This article explains what Link11 Clean Transit is, how it works, who it was built for and why the way most networks are protected today makes them more vulnerable than their operators realise.

The problem with today’s attack landscape

Most networks are built on the same principle: IP transit is purchased from a carrier that provides connectivity to the internet. Separately, either a DDoS mitigation service is added or you rely on the limited protection the transit provider includes. When an attack arrives, traffic is redirected to a scrubbing centre, cleaned up and then routed back.

For years this worked well enough. Attacks were large, but the response time was sufficient. The problem is that attacks have changed fundamentally, while the traditional architecture has not.

DDoS attacks grew by 121 percent in 2025 and reached an average of 5,376 automatically mitigated attacks per hour by year end. The largest individual attack that year peaked at 31.4 Tbps and lasted 35 seconds. That is not a typo. The largest publicly documented DDoS attack ever was over before most automated systems had finished their response. In total, 47.1 million DDoS attacks were recorded globally in 2025. That is more than one attack per second, every day of the year.

Two technical developments are driving this growth. First, large-scale IoT botnets now give even attackers with limited technical knowledge access to enormous traffic volumes. The Aisuru-Kimwolf botnet, which was responsible for many of the largest attacks in autumn 2025, consisted of an estimated one to four million compromised Android TV devices and was capable of generating hyper-volumetric floods on demand.

Second, carpet-bombing attacks distribute traffic across entire CIDR blocks rather than individual IP addresses. This defeats per-IP detection thresholds and rate-limiting rules, because no individual address crosses a trigger point even as the subnet as a whole is flooded. Mitigation systems that operate on a single-target basis do not trigger until the pattern is identified at the prefix level. By that point, significant damage has often already occurred.

Why overlay mitigation fails against fast, large attacks

The core problem with bolt-on DDoS mitigation is the response chain. When anomaly detection fires, the standard process runs as follows: identify the attack signature, redirect traffic via BGP announcement to a scrubbing centre, clean the traffic, route clean traffic back. Each of these steps takes time. Under realistic conditions, the full detection-to-mitigation cycle takes between 10 and 30 seconds.

When the largest documented attack peaks at 31.4 Tbps and is fully resolved in 35 seconds, an activation window of 10 to 30 seconds is not a minor detail. It is a gap that covers most or all of the attack duration. The mitigation layer was simply not designed for this kind of event, and there is no configuration change that closes the problem, because the delay is inherent to the architecture.

Short-burst attacks are also increasingly used as a deliberate technique. Attackers can saturate uplinks, exhaust connection state tables on stateful devices or trigger SLA violations with floods that last under a minute and disappear before an automated response had time to take effect. This is particularly damaging for services where even brief unavailability has direct operational consequences: live event streaming, financial trading, real-time communications and online gaming.

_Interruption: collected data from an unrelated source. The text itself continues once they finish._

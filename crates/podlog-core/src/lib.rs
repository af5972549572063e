pub mod error;
pub mod model;
pub mod pod;
pub mod source;

pub use error::PodlogError;
pub use model::{ErrorBlock, Occurrence, RequestObservation, Severity, UniqueErrorGroup};
pub use pod::{PodCategory, PodDescriptor, PodListing, PodPhase};
pub use source::{LogSource, PodSource};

When overlay mitigation is fully overwhelmed, the fallback for most transit providers is BGP blackhole routing. A null route is propagated for the attacked prefix, which causes all traffic for those addresses to be discarded at the upstream level. Attack traffic no longer reaches the customer, but neither does legitimate traffic. The prefix disappears from the routing table. The customer’s service is offline. This protects the carrier’s own infrastructure at the cost of the customer’s availability.

The financial consequences are measurable: according to the ITIC 2024 Hourly Cost of Downtime Survey, more than 90 percent of mid-size and large companies report that a single hour of downtime costs over $300,000. For around 41 percent of those companies the figure is over one million USD per hour. For the largest enterprises in sectors such as banking, financial services and manufacturing, average hourly outage costs exceeded five million USD.

Find out more about Clean Transit from Link11.

Always-on DDoS scrubbing built directly into your transit. No separate mitigation tool, no activation delay.

All details

What Clean Transit is

Clean Transit is a security-native IP transit product. It is not a bolt-on mitigation layer and does not sit alongside existing transit. It replaces the upstream transit entirely, with DDoS scrubbing built directly into the data plane from the ground up.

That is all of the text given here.